Establishment of droplet digital PCR for detected HIV-1 intact proviral DNA
10.3760/cma.j.cn112866-20231128-00065
- VernacularTitle:数字PCR检测HIV-1完整前病毒DNA方法的建立
- Author:
Lin HE
1
;
Xiaojie LAO
;
Yuanyuan ZHANG
;
Shujia LIANG
;
Dan LI
;
Lingjie LIAO
;
Hui XING
;
Kunxue HONG
;
Liying MA
Author Information
1. 中国疾病预防控制中心性病艾滋病预防控制中心,传染病溯源预警与智能决策全国重点实验室,北京 102206
- Keywords:
HIV-1;
Droplet Digital PCR;
IPDA;
Stability;
Linear Performance
- From:
Chinese Journal of Experimental and Clinical Virology
2024;38(1):86-92
- CountryChina
- Language:Chinese
-
Abstract:
Objective:To establishment an assay for HIV-1 intact proviral DNA assay through droplet digital PCR (ddPCR).Methods:DNA was extracted by culturing 8E5 cells, a Tlymphocyte cell line containing a single copy of integrated HIV-1 provirus. Serial diluting DNA were prepared by amplified 1-fold, 5-fold, 25-fold, 625-fold, 3 125-fold, and 15 625-fold across the HIV-1 Ψ region, env region, and eukaryotic chromosome 10 RPP30 regions, and the linear relationship was calculated and the minimum detection concentration. DNA solution of 5 μl, 3.1 μl, 2.5 μl was added to the ddPCR mixture respectively, with each dilution undergoing two batches of detection, and each was repeated four times. The intra-batch variation coefficient was detected, while the inter-batch variation coefficient was detected by the same DNA amount and different DNA amounts to determine the stability; 8E5 cell was used to detect the intact proviral content in cells.Results:The linear fitting goodness of Ψ region, env region and RPP30 region are R2≥0.999, R2≥0.993, R2≥0.996 in 6 dilutions of DNA, respectively.
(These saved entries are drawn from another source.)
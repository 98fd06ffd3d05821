//! Best-Score Persistence
//!
//! Best score per level, stored as a flat string-keyed JSON map behind a
//! pluggable key-value store. Read and write only - no schema versioning,
//! no migration; an unreadable payload starts a fresh table.

use std::collections::HashMap;
use std::path::PathBuf;

/// Error from a score store backend.
#[derive(Debug)]
pub enum ScoreError {
    Io(std::io::Error),
    Parse(serde_json::Error),
}

impl std::fmt::Display for ScoreError {
    fn fmt(&self, f: &mut std::fmt::Formatter<'_>) -> std::fmt::Result {
        match self {
            ScoreError::Io(e) => write!(f, "score store io error: {}", e),
            ScoreError::Parse(e) => write!(f, "score payload parse error: {}", e),
        }
    }
}

impl std::error::Error for ScoreError {}

impl From<std::io::Error> for ScoreError {
    fn from(e: std::io::Error) -> Self {
        ScoreError::Io(e)
    }
}

impl From<serde_json::Error> for ScoreError {
    fn from(e: serde_json::Error) -> Self {
        ScoreError::Parse(e)
    }
}

/// A place score payloads live: host local storage, a file, or memory.
pub trait ScoreStore {
    /// The stored payload, or `None` if nothing was ever saved.
    fn read(&self) -> Result<Option<String>, ScoreError>;
    fn write(&mut self, payload: &str) -> Result<(), ScoreError>;
}

/// In-memory store, used by tests and the preview binary.
#[derive(Debug, Clone, Default)]
pub struct MemoryStore {
    payload: Option<String>,
}

impl ScoreStore for MemoryStore {
    fn read(&self) -> Result<Option<String>, ScoreError> {
        Ok(self.payload.clone())
    }

    fn write(&mut self, payload: &str) -> Result<(), ScoreError> {
        self.payload = Some(payload.to_string());
        Ok(())
    }
}

/// File-backed store.
#[derive(Debug, Clone)]
pub struct JsonFileStore {
    path: PathBuf,
}

impl JsonFileStore {
    pub fn new(path: impl Into<PathBuf>) -> Self {
        Self { path: path.into() }
    }
}

impl ScoreStore for JsonFileStore {
    fn read(&self) -> Result<Option<String>, ScoreError> {
        match std::fs::read_to_string(&self.path) {
            Ok(payload) => Ok(Some(payload)),
            Err(e) if e.kind() == std::io::ErrorKind::NotFound => Ok(None),
            Err(e) => Err(e.into()),
        }
    }

    fn write(&mut self, payload: &str) -> Result<(), ScoreError> {
        std::fs::write(&self.path, payload)?;
        Ok(())
    }
}

/// Best score per level index.
#[derive(Debug, Clone, Default)]
pub struct BestScores {
    entries: HashMap<String, f32>,
}

impl BestScores {
    /// Load from a store. A missing or malformed payload yields an empty
    /// table rather than an error - stale saves never block play.
    pub fn load(store: &dyn ScoreStore) -> Self {
        let entries = store
            .read()
            .ok()
            .flatten()
            .and_then(|payload| serde_json::from_str(&payload).ok())
            .unwrap_or_default();
        Self { entries }
    }

    pub fn best_for(&self, level_index: usize) -> Option<f32> {
        self.entries.get(&level_index.to_string()).copied()
    }

    /// Record a finished run. Returns true when it beat the stored best.
    pub fn record(&mut self, level_index: usize, score: f32) -> bool {
        let key = level_index.to_string();
        match self.entries.get(&key) {
            Some(&best) if best >= score => false,
            _ => {
                self.entries.insert(key, score);
                true
            }
        }
    }

    pub fn persist(&self, store: &mut dyn ScoreStore) -> Result<(), ScoreError> {
        store.write(&serde_json::to_string(&self.entries)?)
    }
}
//! Scenery Scatter
//!
//! One pass over the heightmap decides, cell by cell, what grows there:
//! rock, spirit pickup, creature spawn point, tree, or grass. The decision
//! reads a dedicated placement-noise field through fixed value bands -
//! tuned content, kept together in one constant block.

use glam::{Mat4, Quat, Vec3};

use super::heightmap::Heightmap;
use super::level::LevelParams;
use crate::noise::{NoiseField, NoiseStyle, random_number};

// ----------------------------------------------------------------------
// Placement tuning. The bands partition the placement field's value range;
// touching them reshapes every forest in the game.
// ----------------------------------------------------------------------

/// Spirit pickups spawn where the field lands in this band.
pub const SPIRIT_BAND: (f32, f32) = (0.64, 0.68);

/// Trees grow in this band.
pub const TREE_BAND: (f32, f32) = (0.44, 0.62);

/// Grass tufts fill this band.
pub const GRASS_BAND: (f32, f32) = (0.12, 0.38);

/// Creature spawn points use this band.
pub const SPAWN_BAND: (f32, f32) = (-0.68, -0.64);

/// Rocks land in this band.
pub const ROCK_BAND: (f32, f32) = (-0.60, -0.52);

/// Minimum XZ distance between two tree trunks.
pub const TREE_SPACING: f32 = 16.0;

/// Minimum XZ distance between two spirit pickups.
pub const SPIRIT_SPACING: f32 = 50.0;

/// Cells closer than this to the water surface stay bare.
pub const WATER_CLEARANCE: f32 = 0.5;

/// Path-blend weight above which a cell counts as on the path.
pub const PATH_BLOCK: f32 = 0.25;

/// Spirits hover this far above the terrain.
pub const SPIRIT_HOVER: f32 = 2.0;

fn in_band(value: f32, band: (f32, f32)) -> bool {
    value > band.0 && value < band.1
}

/// Everything the scatter pass places: instance transforms per prop type
/// plus the gameplay point sets.
#[derive(Clone, Debug, Default)]
pub struct ScenerySet {
    pub trees: Vec<Mat4>,
    pub rocks: Vec<Mat4>,
    pub grass: Vec<Mat4>,
    pub spirit_points: Vec<Vec3>,
    pub spawn_points: Vec<Vec3>,
}

impl ScenerySet {
    pub fn total_instances(&self) -> usize {
        self.trees.len() + self.rocks.len() + self.grass.len()
    }
}

/// Does `candidate` keep `spacing` from every point already in `placed`?
fn clear_of(placed: &[Vec3], candidate: Vec3, spacing: f32) -> bool {
    placed.iter().all(|p| {
        let dx = p.x - candidate.x;
        let dz = p.z - candidate.z;
        (dx * dx + dz * dz).sqrt() >= spacing
    })
}

/// Per-placement yaw/scale jitter derived from the cell id, so layouts stay
/// deterministic for a seed.
fn jitter(cell_id: usize) -> (f32, f32) {
    let draw = random_number(cell_id as f64);
    let yaw = draw as f32 * std::f32::consts::PI;
    let scale = 0.85 + draw.abs() as f32 * 0.3;
    (yaw, scale)
}

/// Run the scatter pass.
///
/// `path` is the per-cell path-blend weight (1 = center of the path);
/// scenery never grows on the path. Trees keep [`TREE_SPACING`] between
/// trunks and spirits keep [`SPIRIT_SPACING`] between pickups; everything
/// else lands wherever its band fires.
pub fn scatter_scenery(
    field: &NoiseField,
    heightmap: &Heightmap,
    path: Option<&[f32]>,
    params: &LevelParams,
) -> ScenerySet {
    let size = heightmap.size();
    let placement = field.landscape(
        size,
        params.scatter_frequency,
        params.scatter_octaves,
        NoiseStyle::Fractal,
        1.0,
    );

    let spacing = params.world_half_extent * 2.0 / size as f32;
    let mut set = ScenerySet::default();
    let mut tree_bases: Vec<Vec3> = Vec::new();

    for y in 0..size {
        for x in 0..size {
            let cell = y * size + x;
            let height = heightmap.get(x, y);
            if height < params.water_level + WATER_CLEARANCE {
                continue;
            }
            if let Some(weights) = path {
                if weights[cell] > PATH_BLOCK {
                    continue;
                }
            }

            let value = placement[cell];
            let world = Vec3::new(
                (x as f32 + 0.5) * spacing - params.world_half_extent,
                height,
                (y as f32 + 0.5) * spacing - params.world_half_extent,
            );
            let (yaw, scale) = jitter(cell);

            if in_band(value, SPIRIT_BAND) {
                if clear_of(&set.spirit_points, world, SPIRIT_SPACING) {
                    set.spirit_points
                        .push(world + Vec3::new(0.0, SPIRIT_HOVER, 0.0));
                }
            } else if in_band(value, TREE_BAND) {
                if clear_of(&tree_bases, world, TREE_SPACING) {
                    tree_bases.push(world);
                    set.trees.push(Mat4::from_scale_rotation_translation(
                        Vec3::splat(scale),
                        Quat::from_rotation_y(yaw),
                        world,
                    ));
                }
            } else if in_band(value, GRASS_BAND) {
                set.grass.push(Mat4::from_scale_rotation_translation(
                    Vec3::splat(scale),
                    Quat::from_rotation_y(yaw),
                    world,
                ));
            } else if in_band(value, SPAWN_BAND) {
                set.spawn_points.push(world);
            } else if in_band(value, ROCK_BAND) {
                set.rocks.push(Mat4::from_scale_rotation_translation(
                    Vec3::splat(scale),
                    Quat::from_rotation_y(yaw),
                    world,
                ));
            }
        }
    }

    set
}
At a 3 125-fold dilution, the lowest positive droplets were detected in the Ψ region, env region and RPP30 region were 3, 2 and 2, respectively, the detected concentrations were 2.37 copies/μl, 1.21 copies/μl and 1.58 copies/μl. The ddPCR repeatability experimental detecting DNA showed that the Ψ region of the intra-batch variation coefficients ranged from 0.66% to 3.43%, with the inter-batch variation coefficients of the same DNA at 3.19%, 4.3% and 3.45% respectively, and the inter-batch variation coefficients of the different DNA at only 4.35%. The env region of the intra-batch variation coefficients ranged from 0.7% to 3.20%, with the inter-batch variation coefficients of the same DNA at 3.18%, 4.52% and 3.4% respectively, and the inter-batch variation coefficients of the different DNA at only 4.02%. The RPP30 region of the intra-batch variation coefficients ranged from 0.91% to 2.91%, with the inter-batch variation coefficients of the same DNA at 3%, 4.55% and 3.37% respectively, and the inter-batch variation coefficients of the different DNA at only 3.98%. The proportion of 8E5 cells containing defective provirus and the proportion of intact provirus were calculated to be approximately 90% and 45%, respectively. Conclusions:Droplet digital PCR used to detect HIV-1 intact proviral DNA, showed strong stability and provided a technical means for HIV-1 infection reservoir detection.